La Biblia nos dice que Jesús, a más de salvarnos, nos vino a mostrar quién es el Padre:
“…¡Los que me han visto a mí han visto al Padre! Entonces, ¿cómo me pides que les muestre al Padre?… Las palabras que yo digo no son mías, sino que mi Padre, quien vive en mí, hace su obra por medio de mí” (Jn. 14 7-10).
Conocemos quién es realmente Dios al conocer a Cristo.
Muchas de las parábolas que Jesús enseñó tenían como fin mostrarnos el carácter del Padre. Una de las más famosas, la del hijo pródigo, nos habla de un Padre cobertor, respetuoso de nuestras decisiones, proveedor, reconciliador; pero, a más de esto, misericordioso y lleno de gracia.
Quien no conoce a Dios como Padre, aún no lo conoce en esencia. Digo esto porque muchos ven a Dios más como juez, jefe, inalcanzable, y hasta tirano, pero Él es, básicamente, un Padre.
Esta parábola, la del hijo pródigo, está precedida por dos anteriores que nos hablan de la oveja perdida (capítulo 15 1-7 de Lucas ) y la moneda perdida (Lc.15 8-10), para luego concluir con la del hijo pródigo. Están relatadas a los publicanos y pecadores, personas despreciadas por los religiosos como los fariseos y escribas, que se creían mejores que los demás y juzgaban a Jesús como un hombre que se juntaba con la escoria de la sociedad. Estaban llenos de autosuficiencia y falsa moral, propias de los que profesan una religión sin realmente practicarla ni conocer a Dios.
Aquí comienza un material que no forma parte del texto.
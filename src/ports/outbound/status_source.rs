use crate::shared::Result;
use async_trait::async_trait;
use std::sync::Arc;

/// Status line and body of a completed status request
#[derive(Debug, Clone, PartialEq, Eq)]
pub struct FetchedStatus {
    pub status: u16,
    pub body: String,
}

impl FetchedStatus {
    pub fn new(status: u16, body: impl Into<String>) -> Self {
        Self {
            status,
            body: body.into(),
        }
    }

    /// Whether the status is in the 2xx range
    pub fn is_success(&self) -> bool {
        (200..300).contains(&self.status)
    }
}

/// StatusSource port for the dashboard's single status request
///
/// Implementations must bypass every cache so each call is a live read.
#[async_trait]
pub trait StatusSource: Send + Sync {
    /// Performs one uncached status request
    ///
    /// # Errors
    /// Returns an error only when no status was obtained at all
    /// (connection refused, DNS failure, unreadable body, ...).
    /// Non-2xx statuses are returned as `Ok`.
    async fn fetch_status(&self) -> Result<FetchedStatus>;
}

pub type SharedStatusSource = Arc<dyn StatusSource>;

#[async_trait]
impl<T: StatusSource + ?Sized> StatusSource for Arc<T> {
    async fn fetch_status(&self) -> Result<FetchedStatus> {
        (**self).fetch_status().await
    }
}
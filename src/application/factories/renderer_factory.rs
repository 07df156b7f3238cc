use crate::adapters::outbound::renderers::{HtmlRenderer, TerminalRenderer};
use crate::application::dto::RenderFormat;
use crate::ports::outbound::DashboardRenderer;

/// Factory for creating dashboard renderers
///
/// Encapsulates which adapter draws which format so the CLI only
/// deals with `RenderFormat`.
pub struct RendererFactory;

impl RendererFactory {
    /// Creates a renderer instance for the specified format
    ///
    /// # Arguments
    /// * `format` - The render format
    /// * `color` - Whether terminal output may use ANSI colours (ignored for HTML)
    ///
    /// # Examples
    /// ```
    /// use macro_watch::application::dto::RenderFormat;
    /// use macro_watch::application::factories::RendererFactory;
    ///
    /// let renderer = RendererFactory::create(RenderFormat::Html, false);
    /// ```
    pub fn create(format: RenderFormat, color: bool) -> Box<dyn DashboardRenderer> {
        match format {
            RenderFormat::Terminal => Box::new(TerminalRenderer::new(color)),
            RenderFormat::Html => Box::new(HtmlRenderer::new()),
        }
    }
}
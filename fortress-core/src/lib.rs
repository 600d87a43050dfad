//! Reward and economy engine for a focus-timer fortress game.
//!
//! Completing a timed focus session pays out wood, stone, food and a focus
//! token. Those fund fortress upgrades and creature taming, both of which
//! raise fortress power, and power is tested against randomly rolled raiders.
//!
//! The presentation layer drives an [`Engine`] with discrete inputs (see
//! [`Action`]), reads back snapshots, and drains [`Notification`]s to show
//! the player. Randomness and time come in through the [`Dice`] and [`Clock`]
//! traits so every scenario can be replayed exactly in tests; see
//! [`testing`].

pub mod clock;
pub mod config;
pub mod creatures;
pub mod dice;
pub mod engine;
pub mod error;
pub mod fortress;
pub mod input;
pub mod ledger;
pub mod notify;
pub mod perks;
pub mod raid;
pub mod state;
pub mod testing;
pub mod timer;

pub use clock::{Clock, SystemClock};
pub use config::EngineConfig;
pub use creatures::{CreatureId, Menagerie, Species, TamedCreature, WildEncounter};
pub use dice::Dice;
pub use engine::Engine;
pub use error::ActionError;
pub use fortress::{BuildReport, FortressState, StructureKind};
pub use input::Action;
pub use ledger::{ResourceKind, ResourceLedger, Resources};
pub use notify::Notification;
pub use perks::{DefenderPerks, PerkDrivers};
pub use raid::{DailyRaidGate, RaidLog, RaidLogEntry, RaidOutcome};
pub use state::{GameState, TamingOutcome};
pub use timer::{SessionReward, TimerPhase, TimerState};
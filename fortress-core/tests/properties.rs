use fortress_core::testing::FixedClock;
use fortress_core::{Clock, Engine, EngineConfig, Resources, StructureKind};
use proptest::prelude::*;
use rand::rngs::StdRng;
use rand::SeedableRng;
use std::collections::HashSet;

fn seeded_engine(seed: u64, clock: &FixedClock) -> Engine {
    let config = EngineConfig {
        starting_stock: Resources::new(150, 80, 40),
        starting_tokens: 4,
        ..EngineConfig::default()
    };
    Engine::with_sources(
        &config,
        Box::new(StdRng::seed_from_u64(seed)),
        Box::new(clock.clone()),
    )
}

fn complete_session(engine: &mut Engine) {
    engine.set_minutes("1");
    engine.start();
    for _ in 0..60 {
        engine.tick();
    }
}

fn apply(engine: &mut Engine, clock: &FixedClock, op: u8, finds: &mut usize) {
    let first = engine.wild().first().map(|c| c.id);
    let last = engine.wild().last().map(|c| c.id);
    match op {
        0 => {
            let _ = engine.build(StructureKind::Wall);
        }
        1 => {
            let _ = engine.build(StructureKind::Tower);
        }
        2 => {
            let _ = engine.build(StructureKind::Hatchery);
        }
        3 => {
            engine.find_creature();
            *finds += 1;
        }
        4 => {
            if let Some(id) = first {
                let _ = engine.feed(id);
            }
        }
        5 => {
            if let Some(id) = first {
                let _ = engine.calm(id);
            }
        }
        6 | 7 => {
            if let Some(id) = first {
                let _ = engine.walk(id);
            }
        }
        8 => {
            if let Some(id) = last {
                let _ = engine.walk(id);
            }
        }
        9 => {
            let _ = engine.resolve_raid(false);
        }
        10 => {
            let _ = engine.resolve_raid(true);
        }
        11 => complete_session(engine),
        _ => clock.advance_days(1),
    }
}

proptest! {
    #![proptest_config(ProptestConfig::with_cases(64))]

    #[test]
    fn creatures_live_in_exactly_one_collection(
        seed in any::<u64>(),
        ops in proptest::collection::vec(0u8..13, 1..200),
    ) {
        let clock = FixedClock::on(2024, 3, 1);
        let mut engine = seeded_engine(seed, &clock);
        let mut finds = 0;

        for op in ops {
            apply(&mut engine, &clock, op, &mut finds);

            for wild in engine.wild() {
                prop_assert!(wild.taming_progress < wild.taming_target);
            }
            let wild_ids: HashSet<_> = engine.wild().iter().map(|c| c.id).collect();
            let stable_ids: HashSet<_> = engine.stable().iter().map(|c| c.id).collect();
            prop_assert_eq!(wild_ids.len(), engine.wild().len());
            prop_assert_eq!(stable_ids.len(), engine.stable().len());
            prop_assert!(wild_ids.is_disjoint(&stable_ids));
            prop_assert_eq!(wild_ids.len() + stable_ids.len(), finds);
        }
    }

    #[test]
    fn power_never_drops(
        seed in any::<u64>(),
        ops in proptest::collection::vec(0u8..13, 1..200),
    ) {
        let clock = FixedClock::on(2024, 3, 1);
        let mut engine = seeded_engine(seed, &clock);
        let mut finds = 0;
        let mut power = engine.fortress().power;

        for op in ops {
            apply(&mut engine, &clock, op, &mut finds);
            prop_assert!(engine.fortress().power >= power);
            power = engine.fortress().power;
        }
    }

    #[test]
    fn raid_log_stays_bounded_and_daily_raids_are_gated(
        seed in any::<u64>(),
        ops in proptest::collection::vec(0u8..13, 1..300),
    ) {
        let clock = FixedClock::on(2024, 3, 1);
        let mut engine = seeded_engine(seed, &clock);
        let mut finds = 0;

        for op in ops {
            apply(&mut engine, &clock, op, &mut finds);
            prop_assert!(engine.raid_log().len() <= 50);

            let today = clock.today();
            let dailies_today = engine
                .raid_log()
                .iter()
                .filter(|entry| entry.daily && entry.day == today)
                .count();
            prop_assert!(dailies_today <= 1);
            if dailies_today == 1 {
                prop_assert!(!engine.daily_raid_available());
            }
        }
    }
}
Jesús, al relatar estas parábolas, estaba diciéndoles, por un lado, a los pecadores, que, si se arrepienten y regresan a Dios, este les recibiría con los brazos abiertos y les perdonaría y restauraría y, por otro lado, a los fariseos, que les mostraría la verdadera actitud de un cristiano y la de Dios Padre, que es la de ser perdonador y amoroso, dispuesto a recibir al pecador arrepentido y tener compasión de él.
Jesús relata en estas tres parábolas que, cuando uno se arrepiente, Dios no le recibe con una lista de reclamos, sino que le perdona y hay “gran gozo” en encontrar al perdido.
En la parábola del hijo pródigo nos habla de un hijo rebelde, que dejó la casa del padre para vivir como a él se le antojaba. Por supuesto que eso obedecía a una profunda rebeldía e ingratitud hacia su amoroso y protector padre. Pero, como casi siempre ocurre, una vez que ese hijo rebelde empieza a ver los efectos de su pecado y a pagar las consecuencias, “vuelve en sí” y regresa al lugar de donde nunca debió haber salido, a la casa del padre.
Él ya no se creía digno de ser llamado hijo, pero el padre, con su gran amor, no vio las cosas así, sino que lo recibió en amor y lo restauró a lo que era, un hijo. Le dio un anillo, símbolo de autoridad, una túnica, símbolo de cobertura, una sandalia, símbolo de testimonio y mató un cordero para festejar con él haciendo fiesta. El cordero simboliza a Cristo, quien pagó por nuestros pecados, como el mayor símbolo de amor y restauración de Dios hacia un mundo rebelde. (Juan 3 16).
Esta parábola no es más que la historia de todos los seres humanos que se han alejado de Dios, pero que siempre tendrán un Padre amoroso esperándoles para restaurarlos, si se acercan a él arrepentidos, a través de su único mediador, Jesucristo:
“Jesús le contestó: Yo soy el camino, la verdad y la vida; nadie puede ir al Padre si no es por medio de mí. (Juan 14 6).